System 100 shown in the example of FIG. 1 may be implemented on one or more computing devices that comprise processing circuitry and a memory. In some examples, the processing circuitry is one or more microprocessors, digital signal processors (DSPs), application specific integrated circuits (ASICs), field programmable gate arrays (FPGAs), or any other equivalent integrated or discrete logic circuitry, as well as any combinations of such components. In some examples, the memory is random access memory (RAM), read only memory (ROM), programmable read only memory (PROM), erasable programmable read only memory (EPROM), electronically erasable programmable read only memory (EEPROM), flash memory, comprising executable instructions for causing the one or more processors to perform the actions attributed to them. Further, this memory may be implanted entirely in hardware, software, or a combination thereof.

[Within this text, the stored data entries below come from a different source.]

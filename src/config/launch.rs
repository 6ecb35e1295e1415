//! Launch Configuration
//!
//! The fixed set of parameters handed to the demo process: how many notes
//! to transpose the melody sample into, and the four WAV samples it plays.

use std::path::{Path, PathBuf};

use hound::WavReader;
use log::debug;
use serde::{Deserialize, Serialize};

use crate::error::{LaunchError, Result};

/// Default number of transposed melody notes.
pub const DEFAULT_SAMPLE_COUNT: u32 = 20;

/// Default melody sample.
pub const DEFAULT_MELODY_WAV: &str = "c64-lead1.wav";

/// Default drone sample.
pub const DEFAULT_DRONE_WAV: &str = "minimoog-bass.wav";

/// Default kick drum sample.
pub const DEFAULT_KICK_WAV: &str = "kick.wav";

/// Default snare drum sample.
pub const DEFAULT_SNARE_WAV: &str = "snare.wav";

/// Immutable launch parameters consumed by exactly one demo invocation.
#[derive(Debug, Clone, PartialEq, Eq, Serialize, Deserialize)]
#[serde(default)]
pub struct LaunchConfiguration {
    /// Number of notes the melody sample is transposed into (`-n`).
    pub sample_count: u32,

    /// Melody sample (`-wm`).
    pub melody_wav: PathBuf,

    /// Drone sample (`-wd`).
    pub drone_wav: PathBuf,

    /// Kick drum sample (`-wk`).
    pub kick_wav: PathBuf,

    /// Snare drum sample (`-ws`).
    pub snare_wav: PathBuf,

    /// Keyboard layout file mapping keys to notes (`-k`). The demo falls
    /// back to its own default when unset.
    #[serde(skip_serializing_if = "Option::is_none")]
    pub keyboard: Option<PathBuf>,

    /// Ask the demo to print its library warnings (`-v`).
    pub verbose: bool,
}

impl Default for LaunchConfiguration {
    fn default() -> Self {
        Self {
            sample_count: DEFAULT_SAMPLE_COUNT,
            melody_wav: PathBuf::from(DEFAULT_MELODY_WAV),
            drone_wav: PathBuf::from(DEFAULT_DRONE_WAV),
            kick_wav: PathBuf::from(DEFAULT_KICK_WAV),
            snare_wav: PathBuf::from(DEFAULT_SNARE_WAV),
            keyboard: None,
            verbose: false,
        }
    }
}

impl LaunchConfiguration {
    /// The four WAV samples paired with their role, in command-line order.
    pub fn samples(&self) -> [(&'static str, &Path); 4] {
        [
            ("melody", self.melody_wav.as_path()),
            ("drone", self.drone_wav.as_path()),
            ("kick", self.kick_wav.as_path()),
            ("snare", self.snare_wav.as_path()),
        ]
    }

    /// Check the configuration before anything is spawned.
    ///
    /// Relative sample paths are resolved against `demo_root`, which is the
    /// directory the demo process will run in.
    ///
    /// # Errors
    /// * `Configuration` - if `sample_count` is zero
    /// * `SampleNotFound` - if a sample or the keyboard file does not exist
    /// * `InvalidSample` - if a sample is not a readable WAV file
    pub fn validate(&self, demo_root: &Path) -> Result<()> {
        if self.sample_count == 0 {
            return Err(LaunchError::Configuration {
                reason: "sample count must be a positive integer".to_string(),
            });
        }

        for (role, path) in self.samples() {
            let resolved = resolve(demo_root, path);
            validate_sample(&resolved)?;
            debug!("{} sample ok: {}", role, resolved.display());
        }

        if let Some(keyboard) = &self.keyboard {
            let resolved = resolve(demo_root, keyboard);
            if !resolved.is_file() {
                return Err(LaunchError::SampleNotFound { path: resolved });
            }
        }

        Ok(())
    }
}

/// Resolve `path` against `root` unless it is already absolute.
pub fn resolve(root: &Path, path: &Path) -> PathBuf {
    if path.is_absolute() {
        path.to_path_buf()
    } else {
        root.join(path)
    }
}

/// Confirm a sample exists and carries a parseable WAV header.
fn validate_sample(path: &Path) -> Result<()> {
    if !path.is_file() {
        return Err(LaunchError::SampleNotFound {
            path: path.to_path_buf(),
        });
    }

    let reader = WavReader::open(path).map_err(|e| LaunchError::InvalidSample {
        path: path.to_path_buf(),
        reason: e.to_string(),
    })?;

    if reader.spec().channels == 0 {
        return Err(LaunchError::InvalidSample {
            path: path.to_path_buf(),
            reason: "no audio channels".to_string(),
        });
    }

    Ok(())
}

FIGS. 2-23 illustrate example user interfaces presented by the clinical research study system shown in the example of FIG. 1 in performing specimen management in accordance with various aspects of the techniques described in this disclosure. Referring first the example of FIG. 2, study design microservice 126 (shown in the example of FIG. 1) may interface with study and protocol elements/disclosure 116 to present study and protocol elements user interface 200A. Study and protocol elements user interface 200A may enable the user to define a program and a study, while managing protocol versions. Within study and protocol elements user interface 200A, the user may navigate between (as shown in the right of study and protocol elements user interface 200A) different tabs entitled “Program and Study Elements,” “Study Identification Elements,” “Study Design Elements,” “Study Intervention Elements,” “Objectives and Endpoints Elements,” “Study Population Elements,” “Method Elements,” “Sponsor Information Elements,” and “Study Text Elements.” The user may interface with these study and protocol elements tabs to define the above noted elements of the protocol.

Study and protocol elements user interface 200A may include a study protocol dropdown box 202 and application (or in other words, user interface) dropdown box 204 to interface with different user interfaces of UI framework 102. Currently, the user has selected the “Study and Protocol Elements” application from application dropdown box 204, which allows the user to specify “Program and Study Elements” in which the Program and Study Elements are shown in the main pane of study and protocol elements user interface 200A.

In the example of FIG. 3, the user has selected tab 302 entitled “Objectives and Endpoint Elements,” causing study and protocol elements user interface 200A to transition the main pane to show the primary objections and endpoints/estimands in interface 200B. Endpoints, as noted above, represent how to prove out the scientific hypotheses. In response to populating the endpoint, study design microservice service 126 may determine, based on the endpoint, an activity and populate the schedule of activities.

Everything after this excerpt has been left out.